Eh bien, les Diables ont peur d’Israël!
La situation en Israël inquiète les Diables L’Union belge a envoyé une lettre d’intention à l’Uefa pour s’enquérir des conditions qui entourent le déplacement des Diables en Israël.
Ne confiez pas vos vieux jours à Israël, même les diables ont peur d’Israël, ne lui confiez pas vos enfants, car Israël (qui est un État, hein, pas un peuple) tue les enfants. (La mort pour quatre enfants sur une plage de Gaza, etc.)
C’est normal!
Israël tire dans le tas et dans tous les sens, parce qu’Israël a une armée de défense, est-ce que c’est clair?
Quand on se défend, on tue des enfants, c’est comme ça.
La défense belge en Ananaghistan aussi, les avions sans pilote d’Obama aussi!
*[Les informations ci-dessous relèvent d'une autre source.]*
//! # tracedown
//!
//! **Trace archive exporter** - converts a recorded browser-automation trace
//! archive into a self-contained directory of human- and LLM-readable
//! Markdown files plus renderable HTML snapshots of the page DOM at each
//! action.
//!
//! The input is a ZIP containing append-only NDJSON event logs (`*.trace`,
//! `*.network`) and opaque resource blobs keyed by content hash. The output
//! directory describes what happened (timeline, errors, console, network,
//! filmstrip, attachments, metadata) and can be served by any static HTTP
//! server so the snapshot HTML reproduces the recorded page state.
//!
//! ## Library usage
//!
//! ```rust,no_run
//! use std::path::{Path, PathBuf};
//! use tracedown::export::{ExportOptions, export_trace};
//!
//! let summary = export_trace(
//!     Path::new("trace.zip"),
//!     &ExportOptions {
//!         output_dir: PathBuf::from("trace-export"),
//!         quiet: true,
//!     },
//! )?;
//! println!("{} actions, {} snapshots", summary.actions, summary.snapshots_written);
//! # anyhow::Ok(())
//! ```
//!
//! ## CLI usage
//!
//! ```bash
//! tracedown trace.zip                 # export next to the archive
//! tracedown trace.zip -o report/      # pick the output directory
//! tracedown trace.zip -q              # errors only
//! ```

/// ZIP-backed blob store for trace archives.
pub mod archive;

/// Command-line argument parsing.
///
/// Contains [`ParsedArgs`](args::ParsedArgs) and [`parse_args`](args::parse_args).
pub mod args;

/// Content-hash closure computation and blob extraction to `assets/`.
pub mod assets;

/// Export orchestration; [`export::export_trace`] is the one entry point.
pub mod export;

/// NDJSON event ingestion into the trace model.
pub mod ingest;

/// Console feedback for an export run (phase spinner, recap lines).
pub mod progress;

/// DOM snapshot rendering: subtree references, URL rewriting, restoration
/// script injection. The hard part.
pub mod render;

/// Markdown writers, one pure function per output file.
pub mod report;

/// Action tree reconstruction and step-to-snapshot mapping.
pub mod tree;

/// The immutable trace model.
pub mod types;
//! Event ingestion: NDJSON logs -> [`Trace`] model.
//!
//! Every archive entry ending in `.trace` or `.network` is split on newlines
//! and each nonempty line parsed as one JSON event. Events dispatch on their
//! `type` field; unknown types and malformed lines are dropped silently,
//! because live recorders routinely truncate or corrupt the tail of a log.

use std::collections::HashMap;

use anyhow::{Result, bail};
use serde::Deserialize;
use serde_json::Value;

use crate::archive::TraceArchive;
use crate::types::{
    Action, ActionError, Attachment, ConsoleEvent, ContextOptions, DomNode, FrameSnapshot,
    GlobalError, LogEntry, NetworkResource, Page, ResourceOverride, ScreencastFrame,
    SourceLocation, StackFrame, Trace, Viewport,
};

/// Ingest every event log in the archive and build the trace model.
///
/// Fatal only when the archive carries no event logs at all; everything else
/// is best-effort.
pub fn ingest_archive(archive: &mut TraceArchive) -> Result<Trace> {
    let mut log_entries: Vec<String> = archive
        .entry_names()
        .iter()
        .filter(|name| name.ends_with(".trace") || name.ends_with(".network"))
        .cloned()
        .collect();
    if log_entries.is_empty() {
        bail!("archive contains no .trace or .network event logs");
    }
    // Archive order is not guaranteed stable across writers; sort so that
    // ingestion order (and with it snapshot addressing) is deterministic.
    log_entries.sort();

    let mut builder = TraceBuilder::default();
    for name in &log_entries {
        let Ok(bytes) = archive.read_entry(name) else {
            continue;
        };
        let text = String::from_utf8_lossy(&bytes);
        for line in text.lines() {
            let line = line.trim();
            if line.is_empty() {
                continue;
            }
            let Ok(event) = serde_json::from_str::<TraceEvent>(line) else {
                continue;
            };
            builder.dispatch(event);
        }
    }
    Ok(builder.finish())
}

// --- Wire format ---

#[derive(Deserialize)]
#[serde(tag = "type")]
enum TraceEvent {
    #[serde(rename = "context-options")]
    ContextOptions(Box<ContextOptionsEvent>),
    #[serde(rename = "before")]
    Before(Box<BeforeEvent>),
    #[serde(rename = "after")]
    After(Box<AfterEvent>),
    #[serde(rename = "log")]
    Log(LogEvent),
    #[serde(rename = "console")]
    Console(ConsoleMessageEvent),
    #[serde(rename = "error")]
    Error(ErrorEvent),
    #[serde(rename = "resource-snapshot")]
    Resource(Box<ResourceSnapshotEvent>),
    #[serde(rename = "screencast-frame")]
    ScreencastFrame(ScreencastFrameEvent),
    #[serde(rename = "frame-snapshot")]
    FrameSnapshot(Box<FrameSnapshotEvent>),
}

#[derive(Deserialize)]
#[serde(rename_all = "camelCase")]
struct ContextOptionsEvent {
    #[serde(default)]
    browser_name: String,
    channel: Option<String>,
    platform: Option<String>,
    sdk_language: Option<String>,
    version: Option<Value>,
    title: Option<String>,
    wall_time: Option<f64>,
    monotonic_time: Option<f64>,
    #[serde(default)]
    options: ContextOptions,
}

#[derive(Deserialize)]
#[serde(rename_all = "camelCase")]
struct BeforeEvent {
    call_id: String,
    #[serde(default)]
    start_time: f64,
    class: Option<String>,
    method: Option<String>,
    #[serde(default)]
    params: Value,
    step_id: Option<String>,
    before_snapshot: Option<String>,
    #[serde(default)]
    stack: Vec<StackFrame>,
    page_id: Option<String>,
    parent_id: Option<String>,
    title: Option<String>,
    group: Option<String>,
}

#[derive(Deserialize)]
#[serde(rename_all = "camelCase")]
struct AfterEvent {
    call_id: String,
    end_time: Option<f64>,
    error: Option<ActionError>,
    result: Option<Value>,
    after_snapshot: Option<String>,
    #[serde(default)]
    attachments: Vec<Attachment>,
}

#[derive(Deserialize)]
#[serde(rename_all = "camelCase")]
struct LogEvent {
    call_id: String,
    #[serde(default)]
    time: f64,
    #[serde(default)]
    message: String,
}

#[derive(Deserialize)]
#[serde(rename_all = "camelCase")]
struct ConsoleMessageEvent {
    message_type: Option<String>,
    #[serde(default)]
    time: f64,
    #[serde(default)]
    text: String,
    location: Option<SourceLocation>,
}

#[derive(Deserialize)]
struct ErrorEvent {
    #[serde(default)]
    message: String,
    #[serde(default)]
    stack: Vec<StackFrame>,
}

#[derive(Deserialize)]
struct ResourceSnapshotEvent {
    snapshot: RawResource,
}

#[derive(Deserialize, Default)]
struct RawResource {
    #[serde(default)]
    request: RawRequest,
    #[serde(default)]
    response: RawResponse,
}

#[derive(Deserialize, Default)]
struct RawRequest {
    #[serde(default)]
    method: String,
    #[serde(default)]
    url: String,
}

#[derive(Deserialize, Default)]
struct RawResponse {
    #[serde(default)]
    status: i64,
    content: Option<RawContent>,
    #[serde(rename = "_failureText")]
    failure_text: Option<String>,
}

#[derive(Deserialize)]
#[serde(rename_all = "camelCase")]
struct RawContent {
    size: Option<i64>,
    text: Option<String>,
    mime_type: Option<String>,
    #[serde(rename = "_sha1")]
    sha1: Option<String>,
}

#[derive(Deserialize)]
#[serde(rename_all = "camelCase")]
struct ScreencastFrameEvent {
    #[serde(default)]
    page_id: String,
    #[serde(default)]
    sha1: String,
    #[serde(default)]
    timestamp: f64,
}

#[derive(Deserialize)]
struct FrameSnapshotEvent {
    snapshot: RawFrameSnapshot,
}

#[derive(Deserialize)]
#[serde(rename_all = "camelCase")]
struct RawFrameSnapshot {
    call_id: Option<String>,
    snapshot_name: Option<String>,
    page_id: Option<String>,
    #[serde(default)]
    frame_id: String,
    #[serde(default)]
    frame_url: String,
    #[serde(default)]
    timestamp: f64,
    doctype: Option<String>,
    viewport: Option<Viewport>,
    html: Value,
    #[serde(default)]
    resource_overrides: Vec<ResourceOverride>,
}

// --- Model building ---

#[derive(Default)]
struct TraceBuilder {
    trace: Trace,
    /// Actions in arrival order plus a callId index; duplicates overwrite in place.
    actions: Vec<Action>,
    by_call_id: HashMap<String, usize>,
    page_index: HashMap<String, usize>,
}

impl TraceBuilder {
    fn dispatch(&mut self, event: TraceEvent) {
        match event {
            TraceEvent::ContextOptions(e) => self.on_context_options(*e),
            TraceEvent::Before(e) => self.on_before(*e),
            TraceEvent::After(e) => self.on_after(*e),
            TraceEvent::Log(e) => self.on_log(e),
            TraceEvent::Console(e) => self.trace.console.push(ConsoleEvent {
                message_type: e.message_type.unwrap_or_else(|| "log".into()),
                time: e.time,
                text: e.text,
                location: e.location,
            }),
            TraceEvent::Error(e) => self.trace.errors.push(GlobalError {
                message: e.message,
                stack: e.stack,
            }),
            TraceEvent::Resource(e) => self.on_resource(*e),
            TraceEvent::ScreencastFrame(e) => self.on_screencast_frame(e),
            TraceEvent::FrameSnapshot(e) => self.on_frame_snapshot(*e),
        }
    }

    fn on_context_options(&mut self, e: ContextOptionsEvent) {
        let trace = &mut self.trace;
        trace.browser_name = e.browser_name;
        trace.channel = e.channel;
        trace.platform = e.platform;
        trace.sdk_language = e.sdk_language;
        trace.version = e.version.map(|v| match v {
            Value::String(s) => s,
            other => other.to_string(),
        });
        trace.title = e.title;
        trace.wall_time = e.wall_time;
        trace.start_time = e.monotonic_time.unwrap_or_default();
        trace.options = e.options;
    }

    fn on_before(&mut self, e: BeforeEvent) {
        let action = Action {
            call_id: e.call_id.clone(),
            class: e.class.unwrap_or_default(),
            method: e.method.unwrap_or_default(),
            params: e.params,
            start_time: e.start_time,
            end_time: e.start_time,
            log: Vec::new(),
            error: None,
            result: None,
            stack: e.stack,
            page_id: e.page_id,
            parent_id: e.parent_id,
            title: e.title,
            group: e.group,
            step_id: e.step_id,
            before_snapshot: e.before_snapshot,
            after_snapshot: None,
            attachments: Vec::new(),
        };
        match self.by_call_id.get(&e.call_id) {
            // A duplicate callId replaces the earlier action in place.
            Some(&index) => self.actions[index] = action,
            None => {
                self.by_call_id.insert(e.call_id, self.actions.len());
                self.actions.push(action);
            }
        }
    }

    fn on_after(&mut self, e: AfterEvent) {
        // An `after` for an unknown callId is dropped.
        let Some(&index) = self.by_call_id.get(&e.call_id) else {
            return;
        };
        let action = &mut self.actions[index];
        if let Some(end_time) = e.end_time {
            action.end_time = end_time;
        }
        action.error = e.error;
        action.result = e.result;
        action.after_snapshot = e.after_snapshot;
        action.attachments = e.attachments;
    }

    fn on_log(&mut self, e: LogEvent) {
        if let Some(&index) = self.by_call_id.get(&e.call_id) {
            self.actions[index].log.push(LogEntry {
                time: e.time,
                message: e.message,
            });
        }
    }

    fn on_resource(&mut self, e: ResourceSnapshotEvent) {
        let RawResource { request, response } = e.snapshot;
        let content = response.content;
        let resource = NetworkResource {
            method: request.method,
            url: request.url,
            status: response.status,
            content_type: content.as_ref().and_then(|c| c.mime_type.clone()),
            size: content.as_ref().and_then(|c| c.size),
            text: content.as_ref().and_then(|c| c.text.clone()),
            sha1: content.and_then(|c| c.sha1),
            failure: response.failure_text,
        };
        if let Some(sha1) = &resource.sha1 {
            if !resource.url.is_empty() {
                self.trace
                    .network_map
                    .insert(resource.url.clone(), sha1.clone());
            }
        }
        self.trace.resources.push(resource);
    }

    fn on_screencast_frame(&mut self, e: ScreencastFrameEvent) {
        let index = match self.page_index.get(&e.page_id) {
            Some(&index) => index,
            None => {
                self.page_index.insert(e.page_id.clone(), self.trace.pages.len());
                self.trace.pages.push(Page {
                    page_id: e.page_id,
                    frames: Vec::new(),
                });
                self.trace.pages.len() - 1
            }
        };
        self.trace.pages[index].frames.push(ScreencastFrame {
            sha1: e.sha1,
            timestamp: e.timestamp,
        });
    }

    fn on_frame_snapshot(&mut self, e: FrameSnapshotEvent) {
        let raw = e.snapshot;
        let Some(html) = DomNode::from_value(&raw.html) else {
            return;
        };
        let snapshot = FrameSnapshot {
            call_id: raw.call_id,
            snapshot_name: raw.snapshot_name,
            page_id: raw.page_id,
            frame_id: raw.frame_id,
            frame_url: raw.frame_url,
            timestamp: raw.timestamp,
            doctype: raw.doctype,
            viewport: raw.viewport,
            html,
            resource_overrides: raw.resource_overrides,
        };
        let trace = &mut self.trace;
        if !trace.frames.contains_key(&snapshot.frame_id) {
            trace.frame_order.push(snapshot.frame_id.clone());
        }
        trace
            .frames
            .entry(snapshot.frame_id.clone())
            .or_default()
            .push(snapshot);
    }

    fn finish(mut self) -> Trace {
        self.actions
            .sort_by(|a, b| a.start_time.total_cmp(&b.start_time));
        let max_end = self
            .actions
            .iter()
            .map(|a| a.end_time)
            .fold(f64::NEG_INFINITY, f64::max);
        self.trace.end_time = if max_end.is_finite() {
            max_end.max(self.trace.start_time)
        } else {
            self.trace.start_time
        };
        self.trace.actions = self.actions;
        self.trace
    }
}
//! Console log table (`console.md`).

use super::{ReportContext, format_relative_ms, table_cell};

const MAX_MESSAGE_CHARS: usize = 300;
const MAX_LOCATION_CHARS: usize = 120;

pub fn render_console(ctx: &ReportContext<'_>) -> String {
    let trace = ctx.trace;

    let mut out = String::new();
    out.push_str("# Console\n\n");
    out.push_str(&format!("Total messages: {}\n", trace.console.len()));
    if trace.console.is_empty() {
        return out;
    }

    out.push_str("\n| Time | Type | Message | Location |\n|---|---|---|---|\n");
    for event in &trace.console {
        let location = event
            .location
            .as_ref()
            .map(|l| format!("{}:{}:{}", l.url, l.line_number, l.column_number))
            .unwrap_or_else(|| "-".to_string());
        out.push_str(&format!(
            "| {} | {} | {} | {} |\n",
            format_relative_ms(event.time, trace.start_time),
            table_cell(&event.message_type, 24),
            table_cell(&event.text, MAX_MESSAGE_CHARS),
            table_cell(&location, MAX_LOCATION_CHARS),
        ));
    }
    out
}
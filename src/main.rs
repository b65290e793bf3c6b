use std::path::PathBuf;

use ::tracing::{error, info, info_span};
use anyhow::Result;
use clap::Parser;
use service::Service;

mod config;
mod data_model;
mod http_objects;
mod identity;
mod metrics;
mod routes;
mod service;
mod state_store;
mod tracing;
mod upload;
use tracing::setup_tracing;

#[cfg(test)]
mod testing;

#[derive(Parser)]
#[command(version, about, long_about = None)]
struct Cli {
    #[arg(short, long, value_name = "config file", help = "Path to config file")]
    config: Option<PathBuf>,
}

#[tokio::main]
async fn main() -> Result<()> {
    let cli = Cli::parse();
    let config = config::ServerConfig::load(cli.config.as_deref())?;

    let tracing_provider = setup_tracing(&config).inspect_err(|e| {
        eprintln!("Error setting up tracing: {:?}", e);
    })?;

    let root_span = info_span!(
        "filevault",
        env = config.env,
        "filevault-instance" = config.instance_id()
    );
    let _guard = root_span.enter();
    info!(
        "starting filevault server, metadata table {}, bucket {}",
        config.metadata_store.table, config.blob_storage.bucket
    );

    let result = match Service::new(config).await {
        Ok(service) => service.start().await,
        Err(err) => Err(err),
    };
    if let Err(err) = &result {
        error!("Error running service: {:?}", err);
    }

    // export traces before shutdown
    if let Some(tracer_provider) = tracing_provider {
        if let Err(err) = tracer_provider.force_flush() {
            error!("Error flushing traces: {:?}", err);
        }
        if let Err(err) = tracer_provider.shutdown() {
            error!("Error shutting down tracer provider: {:?}", err);
        }
    }
    result
}
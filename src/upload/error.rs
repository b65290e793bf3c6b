use blob_store::BlobStoreError;

use crate::state_store::MetadataStoreError;

/// Failure to assign an id to an upload.
///
/// The timestamp generator cannot fail, so nothing produces this today. It
/// exists for generators backed by a remote sequence.
#[derive(Debug, thiserror::Error)]
#[error("failed to generate upload id: {message}")]
#[allow(dead_code)]
pub struct IdentityError {
    pub message: String,
}

/// Why an upload did not commit, tagged by the store that failed.
#[derive(Debug, thiserror::Error)]
#[non_exhaustive]
pub enum StoreError {
    #[error(transparent)]
    #[allow(dead_code)]
    Identity(#[from] IdentityError),

    #[error("metadata write failed: {0}")]
    Metadata(#[from] MetadataStoreError),

    #[error("blob write failed: {0}")]
    Blob(#[from] BlobStoreError),
}

impl StoreError {
    pub fn is_timeout(&self) -> bool {
        matches!(
            self,
            StoreError::Metadata(MetadataStoreError::Timeout { .. }) |
                StoreError::Blob(BlobStoreError::Timeout { .. })
        )
    }
}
Les avions de la défense allemande ont tué des enfants dans ce même pays quasi inconnu et leur ministre a démissionné, parce qu’il ne savait pas encore si la punition allemande était terminée, et si l’État allemand pouvait à nouveau avoir une défense comme tout le monde, avec aux commandes les petits-enfants des nazis qui avaient, eux, par exception, une armée d’attaque.
Tout le monde tue des enfants dans la défense. Et bientôt l’Allemagne va pouvoir faire comme ses alliés.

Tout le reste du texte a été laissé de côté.